Exploring Angio- and Neurogenic Properties of Human Epithelial Tooth Organoids

Objectives: Epithelial cell rests of Malassez (ERM) are an enigmatic stem cell population dispersed throughout developing and established periodontal ligament (PDL), and are derived from the ameloblast-forming dental epithelial stem cells following disintegration of Hertwig’s epithelial root sheath during root formation. ERM are localized in clusters or networks throughout the PDL, are innervated and frequently associated with blood vessels, and are generally quiescent. ERM are attributed important roles regulating periodontal homeostasis and (orthodontic) tooth movement, can directly contribute to cementum and PDL following epithelial-to-mesenchymal transition, and can acquire ameloblast-like features. In this study, we aim to shed light on the paracrine signaling factors by which the ERM exert these diverse functions.

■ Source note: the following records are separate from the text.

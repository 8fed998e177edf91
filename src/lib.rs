pub mod alleles;
pub mod app;
pub mod archive;
pub mod builder;
pub mod config;
pub mod dataset;
pub mod document;
pub mod domain;
pub mod error;
pub mod flatten;
pub mod fs_util;
pub mod input;
pub mod output;
pub mod pipeline;
pub mod profile;
pub mod sample;
pub mod store;
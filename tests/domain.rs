use assert_matches::assert_matches;
use serde_json::json;

use kira_wgs_surveillance::domain::{AnalysisId, SectionKind, Species, TableName, render_cell};
use kira_wgs_surveillance::error::KiraError;

#[test]
fn parse_analysis_id_valid() {
    let id: AnalysisId = " EC-2024-0117 ".parse().unwrap();
    assert_eq!(id.as_str(), "EC-2024-0117");
}

#[test]
fn parse_analysis_id_invalid() {
    for value in ["", "EC 01", "runs/EC01"] {
        let err = value.parse::<AnalysisId>().unwrap_err();
        assert_matches!(err, KiraError::InvalidSampleId(_));
    }
}

#[test]
fn parse_species_forms() {
    assert_eq!(
        "Escherichia coli".parse::<Species>().unwrap(),
        Species::EscherichiaColi
    );
    assert_eq!(
        "listeria-monocytogenes".parse::<Species>().unwrap(),
        Species::ListeriaMonocytogenes
    );
    assert_matches!(
        "campylobacter jejuni".parse::<Species>(),
        Err(KiraError::InvalidSpecies(_))
    );
}

#[test]
fn table_names() {
    let sheets = TableName::ALL
        .iter()
        .map(TableName::sheet_name)
        .collect::<Vec<_>>();
    assert_eq!(sheets, vec!["Summary", "Pathotypes", "AMR", "MLST"]);
    assert_eq!(TableName::Amr.file_stem(), "amr");
}

#[test]
fn section_names_are_case_sensitive() {
    assert_eq!(
        SectionKind::from_name("AMRProfile"),
        Some(SectionKind::AmrProfile)
    );
    assert_eq!(SectionKind::from_name("amrprofile"), None);
}

#[test]
fn cells_render_lists_and_skip_empties() {
    assert_eq!(
        render_cell(&json!(["ampicillin", "amoxicillin"])),
        Some("ampicillin, amoxicillin".to_string())
    );
    assert_eq!(render_cell(&json!(99.5)), Some("99.5".to_string()));
    assert_eq!(render_cell(&json!("")), None);
    assert_eq!(render_cell(&json!(null)), None);
}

Methods: Recently, we established novel 3D in vitro models of ERM from human called epithelial tooth organoids (TO) mirroring in vivo ERM and capable of differentiation toward ameloblast-like cells. Using single-cell transcriptomics and screening by antibody array, we aim to explore the secretory profiles of human TO as avatars for in vivo ERM, and we map the presence of angiogenic and neurogenic proteins in their secretome.
Results: Single-cell transcriptomic analysis and initial antibody array screening reveal TO express pro-angiogenic factors such as CXCL5, IL6, IL8, VEGFA and uPAR. Further confirmation will be performed by enzyme-linked immunosorbent assay (ELISA) and functionally validated by endothelial cell transwell migration assay, tube formation assay, neurite outgrowth assay as well as co-culture with endothelial cells or mouse dorsal root ganglion explants. In vivo validation will be performed in situ, using immunohistochemistry and/or RNA probes.
Conclusions: Better understanding of these puzzling cells not only holds potential to unravel fundamental aspects of tooth development, tooth movement and periodontal biology, but also in advancing tissue engineering of artificial enamel organ – bringing us one step closer to biological enamel repair and regeneration.